= Listed entries =
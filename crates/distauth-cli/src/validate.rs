//! # Validate Subcommand
//!
//! Loads both input files exactly as `check` would and reports what was
//! loaded. Any load error (unreadable file, ragged row, invalid pattern,
//! unknown parent, parent cycle) fails the command.

use std::io::Write;

use anyhow::Result;
use clap::Args;

use distauth_engine::{DistributorRegistry, RegionCatalog};

use crate::config::Settings;
use crate::load_inputs;

/// Arguments for the validate subcommand.
#[derive(Args, Debug, Default)]
pub struct ValidateArgs {
    /// Also list every distributor with its parent and rule counts.
    #[arg(long)]
    pub list: bool,
}

/// Counts describing a loaded data set.
#[derive(Debug, Clone, PartialEq, Eq)]
pub struct Summary {
    /// Distinct full region keys.
    pub regions: usize,
    /// Distinct distributors.
    pub distributors: usize,
    /// Distributors without a parent.
    pub roots: usize,
    /// Longest parent chain (a root alone has depth 0).
    pub max_depth: usize,
}

impl Summary {
    /// Summarize a loaded catalog and registry.
    pub fn of(catalog: &RegionCatalog, registry: &DistributorRegistry) -> Self {
        Self {
            regions: catalog.len(),
            distributors: registry.len(),
            roots: registry.roots().count(),
            max_depth: registry
                .iter()
                .map(|d| registry.ancestors(d).count())
                .max()
                .unwrap_or(0),
        }
    }
}

/// Execute the validate subcommand.
pub fn run_validate(args: &ValidateArgs, settings: &Settings) -> Result<u8> {
    let (catalog, registry) = load_inputs(settings)?;
    let stdout = std::io::stdout();
    report(args, settings, &catalog, &registry, &mut stdout.lock())?;
    Ok(0)
}

fn report<W: Write>(
    args: &ValidateArgs,
    settings: &Settings,
    catalog: &RegionCatalog,
    registry: &DistributorRegistry,
    output: &mut W,
) -> Result<()> {
    let summary = Summary::of(catalog, registry);

    writeln!(output, "  cities:        {}", settings.cities.display())?;
    writeln!(output, "  regions:       {}", summary.regions)?;
    writeln!(output, "  distributors:  {}", settings.distributors.display())?;
    writeln!(
        output,
        "  loaded:        {} ({} roots, max depth {})",
        summary.distributors, summary.roots, summary.max_depth
    )?;
    writeln!(output, "  linking:       {}", settings.parent_linking)?;

    if args.list {
        writeln!(output)?;
        for distributor in registry.iter() {
            let parent = distributor
                .parent_name()
                .map_or("-", |parent| parent.as_str());
            writeln!(
                output,
                "  {:<20} parent {:<20} include {:>3}  exclude {:>3}",
                distributor.name().as_str(),
                parent,
                distributor.include().len(),
                distributor.exclude().len()
            )?;
        }
    }

    writeln!(output)?;
    writeln!(output, "OK")?;
    Ok(())
}
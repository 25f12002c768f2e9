//! # Check Subcommand
//!
//! Answers a single authorization query. The distributor name and the
//! region are taken from flags when given, otherwise prompted for on stdin,
//! distributor first. An unknown distributor is reported before the region
//! is asked for, and the engine is never consulted for it.

use std::io::{BufRead, Write};

use anyhow::{Context, Result};
use clap::{Args, ValueEnum};
use serde::Serialize;

use distauth_core::{normalize, RegionKey};
use distauth_engine::{AuthorizationEngine, Decision, DistributorRegistry, RegionCatalog};

use crate::config::Settings;
use crate::load_inputs;

const DISTRIBUTOR_PROMPT: &str = "Enter distributor name: ";
const REGION_PROMPT: &str = "Enter region (format CITY-STATE-COUNTRY): ";

/// Arguments for the check subcommand.
#[derive(Args, Debug, Default)]
pub struct CheckArgs {
    /// Distributor name. Prompted for when omitted.
    #[arg(short, long)]
    pub distributor: Option<String>,

    /// Region as CITY-STATE-COUNTRY, STATE-COUNTRY or COUNTRY. Prompted for
    /// when omitted.
    #[arg(short, long)]
    pub region: Option<String>,

    /// Output format of the answer line.
    #[arg(long, value_enum, default_value_t = OutputFormat::Text)]
    pub format: OutputFormat,
}

/// How the answer is printed.
#[derive(ValueEnum, Debug, Clone, Copy, Default, PartialEq, Eq)]
pub enum OutputFormat {
    /// One human-readable sentence.
    #[default]
    Text,
    /// One JSON object.
    Json,
}

/// Machine-readable answer.
#[derive(Serialize, Debug)]
struct CheckReport<'a> {
    distributor: &'a str,
    found: bool,
    #[serde(skip_serializing_if = "Option::is_none")]
    region: Option<&'a str>,
    #[serde(skip_serializing_if = "Option::is_none")]
    allowed: Option<bool>,
    #[serde(skip_serializing_if = "Option::is_none")]
    reason: Option<String>,
    #[serde(skip_serializing_if = "Option::is_none")]
    decision: Option<&'a Decision>,
}

/// Execute the check subcommand against the real stdin/stdout.
pub fn run_check(args: &CheckArgs, settings: &Settings) -> Result<u8> {
    let (catalog, registry) = load_inputs(settings)?;

    let stdin = std::io::stdin();
    let stdout = std::io::stdout();
    answer(args, &catalog, &registry, &mut stdin.lock(), &mut stdout.lock())
}

/// Run one query over already-loaded data, reading prompts from `input`
/// and writing prompts and the answer to `output`.
pub fn answer<R: BufRead, W: Write>(
    args: &CheckArgs,
    catalog: &RegionCatalog,
    registry: &DistributorRegistry,
    input: &mut R,
    output: &mut W,
) -> Result<u8> {
    let raw_name = match &args.distributor {
        Some(name) => name.clone(),
        None => prompt(input, output, DISTRIBUTOR_PROMPT)?,
    };
    let name = normalize(&raw_name);

    let Some(distributor) = registry.lookup(&name) else {
        tracing::info!(distributor = %name, "distributor not found");
        match args.format {
            OutputFormat::Text => writeln!(output, "Distributor {name} not found")?,
            OutputFormat::Json => write_json(
                output,
                &CheckReport {
                    distributor: &name,
                    found: false,
                    region: None,
                    allowed: None,
                    reason: None,
                    decision: None,
                },
            )?,
        }
        return Ok(0);
    };

    let raw_region = match &args.region {
        Some(region) => region.clone(),
        None => prompt(input, output, REGION_PROMPT)?,
    };
    let region = RegionKey::new(&raw_region);

    let engine = AuthorizationEngine::new(catalog, registry);
    let decision = engine.authorize_key(distributor, &region);

    match args.format {
        OutputFormat::Text => {
            let verdict = if decision.is_allowed() {
                "is authorized"
            } else {
                "is NOT authorized"
            };
            writeln!(
                output,
                "{} {verdict} to distribute in {region}. Reason: {decision}",
                distributor.name()
            )?;
        }
        OutputFormat::Json => write_json(
            output,
            &CheckReport {
                distributor: distributor.name().as_str(),
                found: true,
                region: Some(region.as_str()),
                allowed: Some(decision.is_allowed()),
                reason: Some(decision.to_string()),
                decision: Some(&decision),
            },
        )?,
    }

    Ok(0)
}

/// Print `message`, then read one line. End of input reads as empty.
fn prompt<R: BufRead, W: Write>(input: &mut R, output: &mut W, message: &str) -> Result<String> {
    write!(output, "{message}")?;
    output.flush()?;

    let mut line = String::new();
    input
        .read_line(&mut line)
        .context("failed to read from stdin")?;
    Ok(line.trim_end_matches(&['\r', '\n'][..]).to_string())
}

fn write_json<W: Write>(output: &mut W, report: &CheckReport<'_>) -> Result<()> {
    serde_json::to_writer(&mut *output, report).context("failed to encode answer")?;
    writeln!(output)?;
    Ok(())
}

#[cfg(test)]
mod tests {
    use super::*;
    use distauth_engine::{read_cities, read_distributors, ParentLinking};

    fn fixtures() -> (RegionCatalog, DistributorRegistry) {
        let catalog = read_cities(
            "a,b,c,city,state,country\n\
             1,2,3,Paris,Ile De France,France\n\
             1,2,3,Lyon,Auvergne,France\n"
                .as_bytes(),
        )
        .unwrap();
        let registry = read_distributors(
            "name,include,exclude,parent\n\
             Acme,France,Lyon-Auvergne-France,\n\
             Sub,Ile De France-France,,Acme\n"
                .as_bytes(),
            ParentLinking::TwoPass,
        )
        .unwrap();
        (catalog, registry)
    }

    fn run(args: CheckArgs, stdin: &str) -> String {
        let (catalog, registry) = fixtures();
        let mut input = stdin.as_bytes();
        let mut output = Vec::new();
        let code = answer(&args, &catalog, &registry, &mut input, &mut output).unwrap();
        assert_eq!(code, 0);
        String::from_utf8(output).unwrap()
    }

    #[test]
    fn interactive_prompts_then_authorizes() {
        let out = run(CheckArgs::default(), "acme\nParis-IleDeFrance-France\n");
        assert_eq!(
            out,
            "Enter distributor name: \
             Enter region (format CITY-STATE-COUNTRY): \
             ACME is authorized to distribute in PARIS-ILEDEFRANCE-FRANCE. \
             Reason: Explicitly included by distributor: ACME (rule FRANCE)\n"
        );
    }

    #[test]
    fn flags_skip_prompts() {
        let args = CheckArgs {
            distributor: Some("acme".into()),
            region: Some("lyon-auvergne-france".into()),
            ..CheckArgs::default()
        };
        let out = run(args, "");
        assert_eq!(
            out,
            "ACME is NOT authorized to distribute in LYON-AUVERGNE-FRANCE. \
             Reason: Explicitly excluded by distributor: ACME (rule LYON-AUVERGNE-FRANCE)\n"
        );
    }

    #[test]
    fn unknown_distributor_stops_before_region_prompt() {
        let out = run(CheckArgs::default(), "nobody\nParis-IleDeFrance-France\n");
        assert_eq!(out, "Enter distributor name: Distributor NOBODY not found\n");
    }

    #[test]
    fn child_denied_by_parent() {
        let args = CheckArgs {
            distributor: Some("sub".into()),
            region: Some("Lyon-Auvergne-France".into()),
            ..CheckArgs::default()
        };
        let out = run(args, "");
        assert!(out.starts_with("SUB is NOT authorized"));
        assert!(out.ends_with("Reason: Denied by parent distributor: ACME\n"));
    }

    #[test]
    fn unknown_region_reported() {
        let args = CheckArgs {
            distributor: Some("acme".into()),
            ..CheckArgs::default()
        };
        let out = run(args, "Madrid-Madrid-Spain\r\n");
        assert!(out.ends_with(
            "ACME is NOT authorized to distribute in MADRID-MADRID-SPAIN. \
             Reason: Region does not exist\n"
        ));
    }

    #[test]
    fn end_of_input_reads_as_empty_name() {
        let out = run(CheckArgs::default(), "");
        assert_eq!(out, "Enter distributor name: Distributor  not found\n");
    }

    #[test]
    fn json_answer() {
        let args = CheckArgs {
            distributor: Some("acme".into()),
            region: Some("Paris-Ile De France-France".into()),
            format: OutputFormat::Json,
        };
        let out = run(args, "");
        let value: serde_json::Value = serde_json::from_str(out.trim_end()).unwrap();
        assert_eq!(value["distributor"], "ACME");
        assert_eq!(value["found"], true);
        assert_eq!(value["region"], "PARIS-ILEDEFRANCE-FRANCE");
        assert_eq!(value["allowed"], true);
        assert_eq!(value["decision"]["outcome"], "included");
        assert_eq!(value["decision"]["pattern"], "FRANCE");
    }

    #[test]
    fn json_not_found() {
        let args = CheckArgs {
            distributor: Some("ghost".into()),
            format: OutputFormat::Json,
            ..CheckArgs::default()
        };
        let out = run(args, "");
        assert_eq!(out, "{\"distributor\":\"GHOST\",\"found\":false}\n");
    }
}
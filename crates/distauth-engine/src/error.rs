//! # Error Types
//!
//! Build-time failures. Every error here is fatal to the load phase: no
//! partial catalog or registry is ever returned. The authorization engine
//! itself has no error type; all of its outcomes are [`crate::Decision`]s.

use std::path::PathBuf;

use thiserror::Error;

use distauth_core::{DistributorName, ValidationError};

/// Structural problems in the distributor hierarchy.
#[derive(Error, Debug, Clone, PartialEq, Eq)]
pub enum RegistryError {
    /// A parent name that no distributor record defines.
    #[error("distributor {child} names unknown parent {parent}")]
    UnknownParent {
        /// The distributor carrying the dangling reference.
        child: DistributorName,
        /// The parent name that could not be resolved.
        parent: DistributorName,
    },

    /// In ordered linking mode, a child row appeared before its parent.
    #[error("distributor {child} references parent {parent} before it is defined")]
    ForwardParentReference {
        /// The distributor carrying the forward reference.
        child: DistributorName,
        /// The parent that had not been registered yet.
        parent: DistributorName,
    },

    /// The parent chain loops back on itself.
    #[error("parent cycle detected: {}", format_chain(.chain))]
    ParentCycle {
        /// The chain walked from the first node until the repeat, with the
        /// repeated node appended at the end.
        chain: Vec<DistributorName>,
    },
}

fn format_chain(chain: &[DistributorName]) -> String {
    chain
        .iter()
        .map(DistributorName::as_str)
        .collect::<Vec<_>>()
        .join(" -> ")
}

/// Failure to load city or distributor records.
#[derive(Error, Debug)]
pub enum LoadError {
    /// The input file could not be opened.
    #[error("failed to open {}: {source}", .path.display())]
    Open {
        /// Path that was opened.
        path: PathBuf,
        /// Underlying IO error.
        #[source]
        source: std::io::Error,
    },

    /// The input is not well-formed CSV (including rows whose field count
    /// differs from the header).
    #[error("malformed {input} records: {source}")]
    Csv {
        /// Which input was being read ("city" or "distributor").
        input: &'static str,
        /// Underlying CSV error, carrying the position.
        #[source]
        source: csv::Error,
    },

    /// A row has too few fields for the columns this input reads.
    #[error("{input} record on line {line}: expected at least {expected} fields, found {found}")]
    ShortRow {
        /// Which input was being read.
        input: &'static str,
        /// One-based line number of the row.
        line: u64,
        /// Minimum field count.
        expected: usize,
        /// Actual field count.
        found: usize,
    },

    /// A distributor name or pattern failed validation.
    #[error("{input} record on line {line}: {source}")]
    InvalidField {
        /// Which input was being read.
        input: &'static str,
        /// One-based line number of the row.
        line: u64,
        /// The validation failure.
        #[source]
        source: ValidationError,
    },

    /// The records parsed but do not form a valid hierarchy.
    #[error("invalid distributor hierarchy: {0}")]
    Registry(#[from] RegistryError),
}
//! # distauth-engine — Territory Authorization Engine
//!
//! Answers one question: may this distributor operate in this region?
//!
//! - **Catalog** (`catalog.rs`): the set of known regions, keyed by full
//!   `CITY-STATE-COUNTRY`, with every suffix indexed for existence checks.
//!
//! - **Registry** (`registry.rs`): the distributor forest. Owns every node;
//!   parents are relations resolved by name at build time, with cycle
//!   detection and a choice of two-pass or ordered linking.
//!
//! - **Engine** (`engine.rs`): the decision procedure. Unknown region →
//!   deny; parent denied → deny; exclude match → deny; include match →
//!   allow; otherwise deny.
//!
//! - **Loader** (`loader.rs`): CSV readers for city and distributor records.
//!
//! ## Lifecycle
//!
//! ```text
//! cities.csv ───────▶ RegionCatalog ──────┐
//!                                         ├──▶ AuthorizationEngine ──▶ Decision
//! distributors.csv ─▶ DistributorRegistry ┘
//! ```
//!
//! Catalog and registry are built once and never mutated; the engine holds
//! shared references to both. There is no global state.
//!
//! ## Example
//!
//! ```
//! use distauth_core::{City, DistributorName, RegionPattern};
//! use distauth_engine::{
//!     AuthorizationEngine, DistributorRecord, DistributorRegistry, ParentLinking, RegionCatalog,
//! };
//!
//! let catalog = RegionCatalog::build([City::new("Paris", "Ile de France", "France")]);
//! let registry = DistributorRegistry::build(
//!     [DistributorRecord::new(DistributorName::new("acme").unwrap())
//!         .including([RegionPattern::new("france").unwrap()])],
//!     ParentLinking::TwoPass,
//! )
//! .unwrap();
//!
//! let engine = AuthorizationEngine::new(&catalog, &registry);
//! let acme = registry.lookup("Acme").unwrap();
//! assert!(engine.authorize(acme, "Paris-IleDeFrance-France").is_allowed());
//! ```

pub mod catalog;
pub mod engine;
pub mod error;
pub mod loader;
pub mod registry;

pub use catalog::RegionCatalog;
pub use engine::{AuthorizationEngine, Decision};
pub use error::{LoadError, RegistryError};
pub use loader::{load_cities, load_distributors, read_cities, read_distributors};
pub use registry::{Distributor, DistributorRecord, DistributorRegistry, ParentLinking};
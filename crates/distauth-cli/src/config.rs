//! # Settings
//!
//! Where the input files live and how parent references are linked. Values
//! come from built-in defaults, then an optional YAML file (`--config`),
//! then command-line overrides, in that order of increasing precedence.
//!
//! ```yaml
//! cities: data/cities.csv
//! distributors: data/distributors.csv
//! parent_linking: two-pass   # or: ordered
//! ```
//!
//! Relative paths in the file are resolved against the file's own
//! directory, so a settings file can sit next to its data.

use std::path::{Path, PathBuf};

use anyhow::{Context, Result};
use serde::{Deserialize, Serialize};

use distauth_engine::ParentLinking;

use crate::resolve_path;

/// Default city records file, relative to the working directory.
pub const DEFAULT_CITIES_FILE: &str = "cities.csv";

/// Default distributor records file, relative to the working directory.
pub const DEFAULT_DISTRIBUTORS_FILE: &str = "distributors.csv";

/// Resolved runtime settings.
#[derive(Debug, Clone, PartialEq, Eq, Serialize, Deserialize)]
#[serde(default, deny_unknown_fields)]
pub struct Settings {
    /// City records (CSV).
    pub cities: PathBuf,
    /// Distributor records (CSV).
    pub distributors: PathBuf,
    /// Parent linking mode for the distributor registry.
    pub parent_linking: ParentLinking,
}

impl Default for Settings {
    fn default() -> Self {
        Self {
            cities: PathBuf::from(DEFAULT_CITIES_FILE),
            distributors: PathBuf::from(DEFAULT_DISTRIBUTORS_FILE),
            parent_linking: ParentLinking::default(),
        }
    }
}

impl Settings {
    /// Defaults, or the given settings file if one is named.
    pub fn load(config: Option<&Path>) -> Result<Self> {
        match config {
            Some(path) => Self::from_file(path),
            None => Ok(Self::default()),
        }
    }

    /// Read a YAML settings file.
    pub fn from_file(path: &Path) -> Result<Self> {
        let text = std::fs::read_to_string(path)
            .with_context(|| format!("failed to read settings file: {}", path.display()))?;
        let mut settings: Self = serde_yaml::from_str(&text)
            .with_context(|| format!("invalid settings file: {}", path.display()))?;

        let base = path.parent().unwrap_or_else(|| Path::new(""));
        settings.cities = resolve_path(&settings.cities, base);
        settings.distributors = resolve_path(&settings.distributors, base);

        tracing::debug!(path = %path.display(), ?settings, "loaded settings file");
        Ok(settings)
    }

    /// Apply command-line overrides.
    pub fn with_overrides(mut self, cities: Option<PathBuf>, distributors: Option<PathBuf>) -> Self {
        if let Some(cities) = cities {
            self.cities = cities;
        }
        if let Some(distributors) = distributors {
            self.distributors = distributors;
        }
        self
    }
}

#[cfg(test)]
mod tests {
    use super::*;

    #[test]
    fn defaults_match_conventional_file_names() {
        let settings = Settings::load(None).unwrap();
        assert_eq!(settings.cities, PathBuf::from("cities.csv"));
        assert_eq!(settings.distributors, PathBuf::from("distributors.csv"));
        assert_eq!(settings.parent_linking, ParentLinking::TwoPass);
    }

    #[test]
    fn file_paths_resolve_against_settings_directory() {
        let dir = tempfile::tempdir().unwrap();
        let path = dir.path().join("distauth.yaml");
        std::fs::write(
            &path,
            "cities: data/cities.csv\ndistributors: /abs/distributors.csv\nparent_linking: ordered\n",
        )
        .unwrap();

        let settings = Settings::from_file(&path).unwrap();
        assert_eq!(settings.cities, dir.path().join("data/cities.csv"));
        assert_eq!(settings.distributors, PathBuf::from("/abs/distributors.csv"));
        assert_eq!(settings.parent_linking, ParentLinking::Ordered);
    }

    #[test]
    fn missing_keys_take_defaults() {
        let dir = tempfile::tempdir().unwrap();
        let path = dir.path().join("distauth.yaml");
        std::fs::write(&path, "parent_linking: ordered\n").unwrap();

        let settings = Settings::from_file(&path).unwrap();
        assert_eq!(settings.cities, dir.path().join("cities.csv"));
        assert_eq!(settings.parent_linking, ParentLinking::Ordered);
    }

    #[test]
    fn unknown_keys_are_rejected() {
        let dir = tempfile::tempdir().unwrap();
        let path = dir.path().join("distauth.yaml");
        std::fs::write(&path, "citys: cities.csv\n").unwrap();

        let err = Settings::from_file(&path).unwrap_err();
        assert!(format!("{err:#}").contains("invalid settings file"));
    }

    #[test]
    fn unknown_linking_mode_is_rejected() {
        let dir = tempfile::tempdir().unwrap();
        let path = dir.path().join("distauth.yaml");
        std::fs::write(&path, "parent_linking: whenever\n").unwrap();
        assert!(Settings::from_file(&path).is_err());
    }

    #[test]
    fn missing_settings_file_is_an_error() {
        let dir = tempfile::tempdir().unwrap();
        let err = Settings::load(Some(&dir.path().join("nope.yaml"))).unwrap_err();
        assert!(err.to_string().contains("failed to read settings file"));
    }

    #[test]
    fn overrides_replace_only_given_paths() {
        let settings = Settings::default().with_overrides(Some(PathBuf::from("x.csv")), None);
        assert_eq!(settings.cities, PathBuf::from("x.csv"));
        assert_eq!(settings.distributors, PathBuf::from("distributors.csv"));
    }
}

= Instructions for the task =
Every line containing the string "expected" is required; copy each such line from the data.

= Final answer =
    #[error("{input} record on line {line}: expected at least {expected} fields, found {found}")]
        expected: usize,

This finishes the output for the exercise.